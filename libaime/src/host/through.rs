// libaime/src/host/through.rs

//! Contactless "through" command: a FeliCa command tunnelled inside a
//! host request.
//!
//! Request payload:  IDm(8) len code data...
//! Response payload: len code+1 IDm(8) data...   (len = payload length)

use crate::card::{CardSession, FelicaCard};
use crate::constants::HOST_MAX_PAYLOAD_LEN;
use crate::device::Pn532;
use crate::host::command::{Status, ThroughCode};
use crate::host::dispatch::{EngineState, Reply, Scope, status_for};
use crate::protocol::parser;
use crate::types::{BlockData, ServiceCode, SystemCode};
use crate::{Error, Result};

/// Offset of the sub-command data in the request payload.
const DATA_OFFSET: usize = 10;

/// Response header: len, code, IDm
const RESPONSE_HEADER_LEN: usize = 10;

/// Read reply data header: rw_status(2), block count
const READ_HEADER_LEN: usize = 3;

/// Most blocks a single read reply can carry.
pub const MAX_READ_BLOCKS: usize =
    (HOST_MAX_PAYLOAD_LEN - RESPONSE_HEADER_LEN - READ_HEADER_LEN) / 16;

/// Block-access request: rw IDm(8), service count, service codes (LE),
/// block count, block list elements (2 bytes, BE), then one 16-byte
/// block per element for writes.
#[derive(Debug, Clone, PartialEq, Eq)]
pub struct BlockRequest {
    pub services: Vec<ServiceCode>,
    pub blocks: Vec<u16>,
    pub data: Vec<BlockData>,
}

impl BlockRequest {
    pub fn parse(data: &[u8], with_data: bool) -> Result<Self> {
        let service_num = parser::byte_at(data, 8)? as usize;
        let mut pos = 9;
        let mut services = Vec::with_capacity(service_num);
        for _ in 0..service_num {
            services.push(ServiceCode::new(parser::le_u16_at(data, pos)?));
            pos += 2;
        }

        let block_num = parser::byte_at(data, pos)? as usize;
        pos += 1;
        let mut blocks = Vec::with_capacity(block_num);
        for _ in 0..block_num {
            blocks.push(parser::be_u16_at(data, pos)?);
            pos += 2;
        }

        let mut block_data = Vec::new();
        if with_data {
            for _ in 0..block_num {
                block_data.push(BlockData::try_from(parser::slice_at(data, pos, 16)?)?);
                pos += 16;
            }
        }

        Ok(Self {
            services,
            blocks,
            data: block_data,
        })
    }
}

/// Use the cached contactless card, or poll for one. A poll replaces
/// whatever was cached, even when it finds nothing.
fn current_card(chip: &mut Pn532, state: &mut EngineState) -> Result<FelicaCard> {
    if let Some(card) = state.session.as_ref().and_then(CardSession::as_felica) {
        return Ok(*card);
    }
    state.session = None;
    let card = FelicaCard::from(chip.poll_felica(SystemCode::ANY)?);
    state.session = Some(card.into());
    Ok(card)
}

pub fn handle(chip: &mut Pn532, state: &mut EngineState, payload: &[u8]) -> Reply {
    let code = match parser::byte_at(payload, 9) {
        Ok(code) => ThroughCode::from(code),
        Err(e) => return Reply::status(status_for(Scope::Felica, &e)),
    };

    let card = match current_card(chip, state) {
        Ok(card) => card,
        Err(e) => return Reply::status(status_for(Scope::Felica, &e)),
    };

    log::debug!("through {:?} for {}", code, card.idm().to_hex());
    let data = &payload[DATA_OFFSET..];
    let result = match code {
        ThroughCode::Poll => Ok(poll(&card)),
        ThroughCode::SystemCode => Ok(system_code(&card)),
        ThroughCode::Read => read(chip, &card, data),
        ThroughCode::Write => write(chip, &card, data),
        ThroughCode::NdaA4 => Ok(vec![0x00]),
        ThroughCode::Unknown(c) => Err(Error::UnsupportedOperation(format!(
            "through sub-command {:#04x}",
            c
        ))),
    };

    match result {
        Ok(data) => Reply::ok(response_payload(code, &card, &data)),
        Err(e) => Reply::status(status_for(Scope::Felica, &e)),
    }
}

fn response_payload(code: ThroughCode, card: &FelicaCard, data: &[u8]) -> Vec<u8> {
    let len = RESPONSE_HEADER_LEN + data.len();
    let mut payload = Vec::with_capacity(len);
    payload.push(len as u8);
    payload.push(code.code().wrapping_add(1));
    payload.extend_from_slice(card.idm().as_bytes());
    payload.extend_from_slice(data);
    payload
}

fn poll(card: &FelicaCard) -> Vec<u8> {
    let mut data = Vec::with_capacity(10);
    data.extend_from_slice(card.pmm().as_bytes());
    data.extend_from_slice(&card.system_code().to_be_bytes());
    data
}

fn system_code(card: &FelicaCard) -> Vec<u8> {
    let sc = card.system_code().to_be_bytes();
    vec![0x01, sc[0], sc[1]]
}

fn read(chip: &mut Pn532, card: &FelicaCard, data: &[u8]) -> Result<Vec<u8>> {
    let req = BlockRequest::parse(data, false)?;
    if req.blocks.len() > MAX_READ_BLOCKS {
        return Err(Error::ProtocolViolation(format!(
            "{} blocks do not fit one reply",
            req.blocks.len()
        )));
    }
    let blocks = card.read_blocks(chip, &req.services, &req.blocks)?;

    let mut out = Vec::with_capacity(READ_HEADER_LEN + blocks.len() * 16);
    out.extend_from_slice(&[0x00, 0x00, blocks.len() as u8]);
    for block in &blocks {
        out.extend_from_slice(block.as_bytes());
    }
    Ok(out)
}

fn write(chip: &mut Pn532, card: &FelicaCard, data: &[u8]) -> Result<Vec<u8>> {
    let req = BlockRequest::parse(data, true)?;
    let pairs: Vec<(u16, BlockData)> = req.blocks.iter().copied().zip(req.data).collect();
    let outcome = card.write_blocks(chip, &req.services, &pairs)?;
    Ok(if outcome.is_ok() {
        vec![0x00, 0x00]
    } else {
        vec![0x01, 0x01]
    })
}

○ ○ ○ ○ ○ ○ ○

Assignment: What lines above hold the word "return"? Pull each one out.

Solution:
        return Ok(*card);
        Err(e) => return Reply::status(status_for(Scope::Felica, &e)),
        Err(e) => return Reply::status(status_for(Scope::Felica, &e)),
        return Err(Error::ProtocolViolation(format!(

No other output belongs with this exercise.